Newberry Exploring Possibility Of Ag-Focused Research Park


Big changes on big business could be coming soon to the small, relaxed town of Newberry in southwest Alachua County.

Officials are exploring the possibility of an agri-tech research park, and they say it would bring high-profile jobs to the community.

Such parks are environments designed to have shared knowledge among university, government and private research bodies.

Newberry’s would be multiple buildings, each with tenants researching products and best practices specifically on agriculture. Though nothing is set in stone in terms of location, size and tenants, Newberry city Commissioner Jason McGehee said there has been some outside enthusiasm.

“It seems like there is a big interest in IFAS moving out here to Newberry,” McGehee said of the University of Florida’s Institute of Food and Agricultural Sciences, which also does research related to agriculture.

Mayor Jordan Marlowe said that, ideally, tenants of the park would eventually develop new startup companies of their own.

The city of Alachua has a similar park of its own, Progress Park, which came about in the mid-’80s and focuses primarily on bioscience companies.

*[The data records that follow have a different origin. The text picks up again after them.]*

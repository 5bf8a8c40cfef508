use std::sync::Arc;

use anyhow::Result;
use serenity::{
    builder::{CreateInteractionResponse, CreateInteractionResponseMessage},
    model::{
        application::CommandInteraction,
        id::{ChannelId, GuildId, UserId},
    },
    prelude::Context,
};
use tracing::{error, info};

use crate::{
    audio::{Announcer, QueueSnapshot},
    bot::MelodiaBot,
};

/// Máximo de títulos pendientes que muestra /queue.
const QUEUE_PREVIEW: usize = 10;

/// Maneja comandos slash
pub async fn handle_command(
    ctx: &Context,
    command: CommandInteraction,
    bot: &MelodiaBot,
) -> Result<()> {
    let guild_id = command
        .guild_id
        .ok_or_else(|| anyhow::anyhow!("Comando usado fuera de un servidor"))?;

    info!(
        "📝 Comando /{} usado por {} en guild {}",
        command.data.name, command.user.name, guild_id
    );

    match command.data.name.as_str() {
        "play" => handle_play(ctx, command, bot).await?,
        "stop" => handle_stop(ctx, command, bot).await?,
        "skip" => handle_skip(ctx, command, bot).await?,
        "queue" => handle_queue(ctx, command, bot).await?,
        _ => {
            reply(ctx, &command, "❌ Comando no reconocido").await?;
        }
    }

    Ok(())
}

// Handlers específicos para cada comando

async fn handle_play(ctx: &Context, command: CommandInteraction, bot: &MelodiaBot) -> Result<()> {
    let guild_id = command.guild_id.unwrap();
    let query = command
        .data
        .options
        .iter()
        .find(|opt| opt.name == "query")
        .and_then(|opt| opt.value.as_str())
        .ok_or_else(|| anyhow::anyhow!("Query no proporcionado"))?
        .to_string();

    // Defer la respuesta: resolver puede tomar tiempo
    command
        .create_response(
            &ctx.http,
            CreateInteractionResponse::Defer(CreateInteractionResponseMessage::new()),
        )
        .await?;

    let announcer = Arc::new(Announcer::new(ctx.clone(), command.clone()));

    let voice_channel = match get_user_voice_channel(ctx, guild_id, command.user.id) {
        Ok(channel) => channel,
        Err(_) => {
            announcer.ack("❌ Debes estar en un canal de voz").await;
            return Ok(());
        }
    };

    // La resolución sigue su curso aunque este handler ya haya terminado
    let orchestrator = bot.orchestrator.clone();
    tokio::spawn(async move {
        if let Err(e) = orchestrator
            .play(guild_id, voice_channel, &query, announcer)
            .await
        {
            error!("❌ Petición de reproducción fallida en guild {}: {:#}", guild_id, e);
        }
    });

    Ok(())
}

async fn handle_stop(ctx: &Context, command: CommandInteraction, bot: &MelodiaBot) -> Result<()> {
    let guild_id = command.guild_id.unwrap();

    match bot.orchestrator.stop(guild_id).await {
        Ok(()) => {
            ctx.set_activity(None);
            reply(ctx, &command, "⏹️ Paré la reproducción y me desconecté.").await?;
        }
        Err(_) => {
            reply(ctx, &command, "❌ No estoy reproduciendo nada.").await?;
        }
    }

    Ok(())
}

async fn handle_skip(ctx: &Context, command: CommandInteraction, bot: &MelodiaBot) -> Result<()> {
    let guild_id = command.guild_id.unwrap();

    let count = command
        .data
        .options
        .iter()
        .find(|opt| opt.name == "cantidad")
        .and_then(|opt| opt.value.as_i64())
        .unwrap_or(1)
        .max(1) as usize;

    match bot.orchestrator.skip(guild_id, count).await {
        Ok(titles) => {
            reply(ctx, &command, &format_skip_message(count, &titles)).await?;
        }
        Err(_) => {
            reply(ctx, &command, "❌ No estoy reproduciendo nada.").await?;
        }
    }

    Ok(())
}

async fn handle_queue(ctx: &Context, command: CommandInteraction, bot: &MelodiaBot) -> Result<()> {
    let guild_id = command.guild_id.unwrap();

    let snapshot = bot.orchestrator.queue_snapshot(guild_id).await;
    reply(ctx, &command, &format_queue_message(&snapshot)).await?;

    Ok(())
}

// Funciones auxiliares

async fn reply(ctx: &Context, command: &CommandInteraction, message: &str) -> Result<()> {
    info!(
        "💬 Respuesta a {} en guild {:?}: {}",
        command.user.name, command.guild_id, message
    );
    command
        .create_response(
            &ctx.http,
            CreateInteractionResponse::Message(
                CreateInteractionResponseMessage::new().content(message),
            ),
        )
        .await?;
    Ok(())
}

fn get_user_voice_channel(ctx: &Context, guild_id: GuildId, user_id: UserId) -> Result<ChannelId> {
    let guild = guild_id
        .to_guild_cached(&ctx.cache)
        .ok_or_else(|| anyhow::anyhow!("Guild no encontrada en caché"))?;

    let channel_id = guild
        .voice_states
        .get(&user_id)
        .and_then(|voice_state| voice_state.channel_id)
        .ok_or_else(|| anyhow::anyhow!("Debes estar en un canal de voz"))?;

    Ok(channel_id)
}

fn format_skip_message(count: usize, titles: &[String]) -> String {
    if count == 1 {
        format!("⏭️ Salté **{}**", titles[0])
    } else {
        let listed = titles
            .iter()
            .map(|title| format!("**{title}**"))
            .collect::<Vec<_>>()
            .join(", ");
        format!("⏭️ Salté {count} canción(es): {listed}")
    }
}

fn format_queue_message(snapshot: &QueueSnapshot) -> String {
    let mut message = String::new();

    match &snapshot.current {
        Some(title) => message.push_str(&format!("**Sonando ahora:** {title}\n\n")),
        None => message.push_str("No estoy reproduciendo nada en este momento.\n\n"),
    }

    if snapshot.upcoming.is_empty() {
        message.push_str("**Cola vacía**");
    } else {
        message.push_str("**Próximas canciones:**\n");
        for (index, title) in snapshot.upcoming.iter().take(QUEUE_PREVIEW).enumerate() {
            message.push_str(&format!("{}. {}\n", index + 1, title));
        }
        if snapshot.upcoming.len() > QUEUE_PREVIEW {
            message.push_str(&format!(
                "... y {} canción(es) más",
                snapshot.upcoming.len() - QUEUE_PREVIEW
            ));
        }
    }

    message
}

#[cfg(test)]
mod tests {
    use pretty_assertions::assert_eq;

    use super::*;

    #[test]
    fn test_format_skip_single() {
        let titles = vec!["X".to_string()];
        assert_eq!(format_skip_message(1, &titles), "⏭️ Salté **X**");
    }

    #[test]
    fn test_format_skip_multiple() {
        let titles = vec!["X".to_string(), "A".to_string(), "B".to_string()];
        assert_eq!(
            format_skip_message(3, &titles),
            "⏭️ Salté 3 canción(es): **X**, **A**, **B**"
        );
    }

    #[test]
    fn test_format_queue_empty() {
        let snapshot = QueueSnapshot::default();
        assert_eq!(
            format_queue_message(&snapshot),
            "No estoy reproduciendo nada en este momento.\n\n**Cola vacía**"
        );
    }

    #[test]
    fn test_format_queue_with_current_and_upcoming() {
        let snapshot = QueueSnapshot {
            current: Some("X".to_string()),
            upcoming: vec!["A".to_string(), "B".to_string()],
        };
        assert_eq!(
            format_queue_message(&snapshot),
            "**Sonando ahora:** X\n\n**Próximas canciones:**\n1. A\n2. B\n"
        );
    }

    #[test]
    fn test_format_queue_truncates_preview() {
        let snapshot = QueueSnapshot {
            current: Some("X".to_string()),
            upcoming: (0..12).map(|i| format!("T{i}")).collect(),
        };
        let message = format_queue_message(&snapshot);
        assert!(message.contains("10. T9\n"));
        assert!(!message.contains("T10"));
        assert!(message.ends_with("... y 2 canción(es) más"));
    }
}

“The synergy that goes on between companies of like minds is valuable. … They kind of feed off each other,” said Sandy Burgess, owner’s association manager of Progress Park.

Burgess said that the employees like being in a community of like-minded entities and being able to share resources with one another, such as equipment and labs.

The steps to bringing Newberry’s park to fruition were aided when the city was awarded an $11,000 grant from the Florida Department of Economic Opportunity. The $11,000 will be used to hire a consulting firm to determine how exactly the research park would be installed, Marlowe said, adding that the specific firm hasn’t yet been decided.

“What we’re hoping to do is use that money to identify what kinds of research industries would use Newberry as a focal point,” the mayor said.

With most of its residents working outside the city limits, Newberry isn’t a town known for the type high-profile jobs the park might bring.

“We don’t mind being a bedroom community,” Marlowe said. “We like it quiet. But we also want to make sure we have good, high-paying jobs for our youths that want to stay here.”

Commissioner McGehee said he knows that some residents might not like the idea of a research park coming to Newberry.

Resident Joey Fowler expressed mixed feelings about the proposal.

“It depends on the financial concern of what this project would cost,” Fowler said.

On whether he thinks a research park would bring more people to work in Newberry, Fowler noted his concern about it being able to compete with Gainesville.

“The infrastructure in Gainesville is just so much bigger and it draws so many people,” Fowler said.

Some other considerations need to go into deciding whether to build a research park, said Mark Long, who since 2015 has served as director of the Sid Martin Biotechnology Incubator in the city of Alachua. They include whether the local economy is suited for park’s targeted field.

“Some of the concerns in particular for research parks are the potential for the research park to change the local economy in terms of job focus,” said Long, who has helped build several research parks all over the world.

“If a research park goes too far in one direction, such as a biotech, your particular area of the country or city may not be truly bio-tech focused.”

Though nothing is set in stone, but Newberry is taking the necessary steps to make its research park a reality, City Manager Mike New said. For example, the city has developed an infrastructure plan and a concept plan, and it has talked with property owners about the concept.

“We’ve got a lot of good momentum,” New said.